Montpelier, VT – The Vermont Natural Resources Council (VNRC) and Vermont Conservation Voters (VCV) applaud the Vermont Legislature for making historic investments in climate action, clean water, affordable housing, broadband, and other critical programs that will benefit Vermont’s people, environment, and communities. 

“We are in a historic moment. State lawmakers today committed to unprecedented levels of investment in a better and more equitable Vermont, as they allocated federal funds to fight climate change, build smart growth affordable housing, clean up polluted waters, and support the state’s farm and forest economy,” said Brian Shupe, Executive Director of VNRC.  “These investments will make Vermont’s communities, and our environment, stronger,” he continued.

By making strategic and forward-looking use of one-time federal funds from the American Rescue Plan Act (ARPA), the state budget includes significant investments in weatherization funding and clean energy programs for low- and moderate-income households; more affordable and accessible transportation options; and programs that will help ensure clean water for all while modernizing our outdated water infrastructure. The budget also invests in programs that will enhance affordable housing, and the economic viability of the state’s downtowns and village centers by promoting smart growth in these areas while maintaining natural areas and our working lands.

Job-Creating, Cost-Cutting Investments in Climate and Clean EnergyThe Legislature committed an unprecedented amount of funding: $250 million in climate and clean energy programs that will put Vermonters to work, save people money on their monthly energy bills and begin to address disproportionate energy burdens and other historic inequities. This historic investment in building a clean energy economy will be critical in the state’s successful implementation of the Climate Action Plan, which is being developed following the enactment of the Global Warming Solutions Act last fall. 

“This is a huge day for Vermont, as we meet the climate crisis head-on and work to build a healthier, more resilient, and more equitable economy together,” said Lauren Hierl, Executive Director of Vermont Conservation Voters.

The state budget included increased funding for low- and moderate-income weatherization programs, funding for low-income renewable energy programs, and support to help Vermonters and communities access clean and efficient energy solutions. The Transportation bill included increased incentives to help more people access high-efficiency and electric vehicles, EV charging stations, fare-free public transit, and electric bikes.

Unprecedented investments in clean water

Building on the state’s long-time commitment to cleaning up polluted waters and modernizing our water infrastructure, lawmakers today put forward an unprecedented level – $225 million – of clean water funding over the next three years.

The budget maintains the state’s critical annual investment in the Clean Water Fund, which is focused on cleaning up Lake Champlain and other polluted waters.
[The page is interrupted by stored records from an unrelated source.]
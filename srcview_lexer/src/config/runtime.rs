//! Runtime preferences, each field defaulting from a `SRCVIEW_*` environment variable

use crate::logging::LogLevel;
use serde::{Deserialize, Serialize};
use std::env;
use std::str::FromStr;

/// Environment variable names for configuration
pub mod env_vars {
    // File processor
    pub const REQUIRE_JSON_EXTENSION: &str = "SRCVIEW_REQUIRE_JSON_EXTENSION";
    pub const ENABLE_PERFORMANCE_LOGGING: &str = "SRCVIEW_ENABLE_PERFORMANCE_LOGGING";

    // Tokenizer
    pub const TOKENIZER_ATOMIZE: &str = "SRCVIEW_TOKENIZER_ATOMIZE";
    pub const TOKENIZER_PRESERVE_COMMENT_WHITESPACE: &str =
        "SRCVIEW_TOKENIZER_PRESERVE_COMMENT_WHITESPACE";
    pub const TOKENIZER_TRIM_TRAILING_WHITESPACE: &str =
        "SRCVIEW_TOKENIZER_TRIM_TRAILING_WHITESPACE";
    pub const TOKENIZER_KEY_BY_LINE: &str = "SRCVIEW_TOKENIZER_KEY_BY_LINE";
    pub const TOKENIZER_OUTPUT_MODE: &str = "SRCVIEW_TOKENIZER_OUTPUT_MODE";
    pub const TOKENIZER_COLLECT_METRICS: &str = "SRCVIEW_TOKENIZER_COLLECT_METRICS";

    // Logging
    pub const LOGGING_USE_STRUCTURED: &str = "SRCVIEW_LOGGING_USE_STRUCTURED";
    pub const LOGGING_ENABLE_CONSOLE: &str = "SRCVIEW_LOGGING_ENABLE_CONSOLE";
    pub const LOGGING_MIN_LEVEL: &str = "SRCVIEW_LOGGING_MIN_LEVEL";
    pub const LOGGING_INCLUDE_FILE_CONTEXT: &str = "SRCVIEW_LOGGING_INCLUDE_FILE_CONTEXT";
}

/// Read and parse one variable, falling back when unset or unparsable.
fn env_or<T: FromStr>(name: &str, fallback: T) -> T {
    env::var(name)
        .ok()
        .and_then(|v| v.trim().parse().ok())
        .unwrap_or(fallback)
}

fn env_with<T>(name: &str, parse: fn(&str) -> Option<T>, fallback: T) -> T {
    env::var(name)
        .ok()
        .and_then(|v| parse(v.trim()))
        .unwrap_or(fallback)
}

#[derive(Debug, Clone, Serialize, Deserialize)]
pub struct FileProcessorPreferences {
    /// Reject token dumps without a .json extension
    pub require_json_extension: bool,
    pub enable_performance_logging: bool,
}

impl Default for FileProcessorPreferences {
    fn default() -> Self {
        Self {
            require_json_extension: env_or(env_vars::REQUIRE_JSON_EXTENSION, false),
            enable_performance_logging: env_or(env_vars::ENABLE_PERFORMANCE_LOGGING, true),
        }
    }
}

/// Shape of the per-token output handed to the presentation layer.
#[derive(Debug, Clone, Copy, PartialEq, Eq, Serialize, Deserialize)]
#[serde(rename_all = "lowercase")]
pub enum OutputMode {
    /// Token, category, and auxiliary tags
    Enhanced,
    /// Token only
    Raw,
    /// Text plus presentation class names
    Fragments,
}

impl OutputMode {
    pub fn as_str(&self) -> &'static str {
        match self {
            OutputMode::Enhanced => "enhanced",
            OutputMode::Raw => "raw",
            OutputMode::Fragments => "fragments",
        }
    }
}

/// Parse output mode from string (used for environment variables and CLI)
pub fn parse_output_mode(mode: &str) -> Option<OutputMode> {
    match mode.to_lowercase().as_str() {
        "enhanced" => Some(OutputMode::Enhanced),
        "raw" => Some(OutputMode::Raw),
        "fragments" | "fragment" => Some(OutputMode::Fragments),
        _ => None,
    }
}

#[derive(Debug, Clone, Serialize, Deserialize)]
pub struct TokenizerPreferences {
    /// Split composite raw tokens into atoms
    pub atomize: bool,

    /// Leading/trailing whitespace on comment and string lines becomes
    /// separate whitespace atoms
    pub preserve_comment_whitespace: bool,

    /// Drop whitespace at the end of each line from the output
    pub trim_trailing_whitespace: bool,

    /// Key output by line number instead of sequential index
    pub key_by_line: bool,

    pub output_mode: OutputMode,

    pub collect_metrics: bool,
}

impl Default for TokenizerPreferences {
    fn default() -> Self {
        Self {
            atomize: env_or(env_vars::TOKENIZER_ATOMIZE, true),
            preserve_comment_whitespace: env_or(
                env_vars::TOKENIZER_PRESERVE_COMMENT_WHITESPACE,
                true,
            ),
            trim_trailing_whitespace: env_or(env_vars::TOKENIZER_TRIM_TRAILING_WHITESPACE, false),
            key_by_line: env_or(env_vars::TOKENIZER_KEY_BY_LINE, false),
            output_mode: env_with(
                env_vars::TOKENIZER_OUTPUT_MODE,
                parse_output_mode,
                OutputMode::Enhanced,
            ),
            collect_metrics: env_or(env_vars::TOKENIZER_COLLECT_METRICS, true),
        }
    }
}

#[derive(Debug, Clone, Serialize, Deserialize)]
pub struct LoggingPreferences {
    /// JSON lines instead of text
    pub use_structured_logging: bool,

    pub enable_console_logging: bool,

    /// Preferred minimum level; the compile-time security level always wins
    pub min_log_level: LogLevel,

    /// Attach the file being processed to every event
    pub include_file_context: bool,
}

impl Default for LoggingPreferences {
    fn default() -> Self {
        Self {
            use_structured_logging: env_or(env_vars::LOGGING_USE_STRUCTURED, false),
            enable_console_logging: env_or(env_vars::LOGGING_ENABLE_CONSOLE, false),
            min_log_level: env_with(env_vars::LOGGING_MIN_LEVEL, parse_log_level, LogLevel::Info),
            include_file_context: env_or(env_vars::LOGGING_INCLUDE_FILE_CONTEXT, true),
        }
    }
}

/// Parse log level from string (used for environment variables)
pub fn parse_log_level(level: &str) -> Option<LogLevel> {
    match level.to_lowercase().as_str() {
        "error" | "0" => Some(LogLevel::Error),
        "warning" | "warn" | "1" => Some(LogLevel::Warning),
        "info" | "2" => Some(LogLevel::Info),
        "debug" | "3" => Some(LogLevel::Debug),
        _ => None,
    }
}

/// Every runtime preference, read once at startup
#[derive(Debug, Clone, Default, Serialize, Deserialize)]
pub struct RuntimeConfig {
    pub file_processor: FileProcessorPreferences,
    pub tokenizer: TokenizerPreferences,
    pub logging: LoggingPreferences,
}

impl RuntimeConfig {
    pub fn from_env() -> Self {
        Self::default()
    }
}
The budget also allocated $115 million in ARPA funding to help modernize our drinking water and wastewater systems, address combined sewer overflows, remove toxic contaminants from water supplies, implement dam safety projects, and address other water infrastructure needs.

Significant investments in affordable housing and Vermont’s downtowns, working lands, parks, and natural areas

“In today’s budget, the Vermont Legislature made a strong commitment to supporting key economic revitalization, land conservation, and land use programs that further the state’s smart growth goals,” said VNRC’s Executive Director Brian Shupe. 

In particular, Shupe cited a historic multi-year investment for the Vermont Housing and Conservation Board at $94 million, and one-time increases of $3 million for the Working Lands Enterprise Fund and $2 million to state parks. Other programs were funded that support our downtowns and villages: $1.5 million for the Better Places programs, $5 million for transportation grants in Vermont’s downtowns and villages, and $11 million to clean-up contaminated “brownfield” sites.

“We are pleased to see the Legislature’s strong commitment to investing in Vermont’s communities – including our historic downtowns and villages, enhancing access to affordable housing, while protecting natural areas and our working lands. These expenditures are especially important as we recover from the COVID-19 pandemic and prepare for other health, economic, and environmental challenges that lie ahead,” said Shupe. 

Hierl added, “The budget passed by the Legislature today makes an unprecedented and important statement about the need to invest in climate action, clean water, broadband, affordable housing, and the economic viability of our downtowns and working lands. We are celebrating this moment, and we also look forward to partnering with the state of Vermont as we make the most of this opportunity to build a foundation toward a more sustainable and equitable state.”